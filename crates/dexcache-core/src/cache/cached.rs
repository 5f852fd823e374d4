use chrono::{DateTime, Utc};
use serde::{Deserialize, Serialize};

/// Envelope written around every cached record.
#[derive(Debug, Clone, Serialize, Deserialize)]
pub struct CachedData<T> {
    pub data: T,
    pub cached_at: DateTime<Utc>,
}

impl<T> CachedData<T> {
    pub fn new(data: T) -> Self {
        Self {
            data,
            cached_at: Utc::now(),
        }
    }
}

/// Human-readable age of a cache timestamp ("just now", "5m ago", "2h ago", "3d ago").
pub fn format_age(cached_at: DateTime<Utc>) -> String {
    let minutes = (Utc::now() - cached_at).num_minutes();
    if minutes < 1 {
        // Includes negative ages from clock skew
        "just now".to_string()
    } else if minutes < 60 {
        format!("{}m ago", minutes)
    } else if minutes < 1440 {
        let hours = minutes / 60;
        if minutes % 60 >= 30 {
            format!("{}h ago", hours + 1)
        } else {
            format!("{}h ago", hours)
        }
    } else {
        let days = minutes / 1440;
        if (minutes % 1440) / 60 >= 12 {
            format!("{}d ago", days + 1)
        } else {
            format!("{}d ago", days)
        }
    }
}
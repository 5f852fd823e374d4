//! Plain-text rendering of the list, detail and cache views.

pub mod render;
::::
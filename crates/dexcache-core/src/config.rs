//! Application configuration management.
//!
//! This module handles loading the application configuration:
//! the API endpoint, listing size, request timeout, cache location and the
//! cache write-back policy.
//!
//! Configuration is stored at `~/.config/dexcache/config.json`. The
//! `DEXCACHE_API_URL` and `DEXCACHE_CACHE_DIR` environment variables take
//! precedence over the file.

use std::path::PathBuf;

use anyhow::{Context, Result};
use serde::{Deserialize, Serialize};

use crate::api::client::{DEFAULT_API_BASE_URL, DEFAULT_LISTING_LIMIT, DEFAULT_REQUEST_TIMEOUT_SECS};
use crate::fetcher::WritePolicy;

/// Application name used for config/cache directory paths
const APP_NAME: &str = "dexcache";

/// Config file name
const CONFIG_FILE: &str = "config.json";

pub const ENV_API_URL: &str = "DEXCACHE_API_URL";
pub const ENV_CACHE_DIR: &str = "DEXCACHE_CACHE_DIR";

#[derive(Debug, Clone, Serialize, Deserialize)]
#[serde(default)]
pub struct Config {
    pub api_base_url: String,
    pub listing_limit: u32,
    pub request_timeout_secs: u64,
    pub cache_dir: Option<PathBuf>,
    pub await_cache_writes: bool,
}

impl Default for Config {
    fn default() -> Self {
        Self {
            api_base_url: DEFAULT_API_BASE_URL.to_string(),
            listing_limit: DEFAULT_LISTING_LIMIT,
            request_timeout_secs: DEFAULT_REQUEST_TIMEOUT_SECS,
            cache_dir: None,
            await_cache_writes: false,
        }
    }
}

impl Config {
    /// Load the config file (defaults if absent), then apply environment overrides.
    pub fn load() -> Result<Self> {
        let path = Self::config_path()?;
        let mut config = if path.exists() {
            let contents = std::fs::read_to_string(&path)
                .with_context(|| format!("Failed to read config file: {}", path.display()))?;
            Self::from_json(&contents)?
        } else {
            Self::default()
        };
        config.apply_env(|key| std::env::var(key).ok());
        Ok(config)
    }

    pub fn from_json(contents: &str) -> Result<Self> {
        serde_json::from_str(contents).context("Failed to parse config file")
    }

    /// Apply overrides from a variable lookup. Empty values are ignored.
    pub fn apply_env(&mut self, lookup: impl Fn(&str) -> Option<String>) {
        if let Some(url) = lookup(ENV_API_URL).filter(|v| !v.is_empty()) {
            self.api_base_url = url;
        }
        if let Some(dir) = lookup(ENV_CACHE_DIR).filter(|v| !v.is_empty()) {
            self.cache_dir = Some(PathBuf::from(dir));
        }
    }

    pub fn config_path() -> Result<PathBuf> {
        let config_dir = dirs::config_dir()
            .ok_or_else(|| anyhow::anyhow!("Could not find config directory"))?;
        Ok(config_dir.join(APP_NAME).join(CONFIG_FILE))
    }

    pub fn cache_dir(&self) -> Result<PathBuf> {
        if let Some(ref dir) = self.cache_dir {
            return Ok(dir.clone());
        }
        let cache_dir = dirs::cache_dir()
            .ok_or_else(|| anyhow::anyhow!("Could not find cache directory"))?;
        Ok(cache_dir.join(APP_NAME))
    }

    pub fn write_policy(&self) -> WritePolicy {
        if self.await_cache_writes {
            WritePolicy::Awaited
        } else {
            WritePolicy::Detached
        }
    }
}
::::
» What is being asked
Set down, unchanged, only those lines above that fall between the line with "let days = minutes / 1440;" and the line with "pub mod render;", the two end lines included.

» Task response
        let days = minutes / 1440;
        if (minutes % 1440) / 60 >= 12 {
            format!("{}d ago", days + 1)
        } else {
            format!("{}d ago", days)
        }
    }
}
repository 5f852fd823e374d4
//! Plain-text rendering of the list, detail and cache views.

pub mod render;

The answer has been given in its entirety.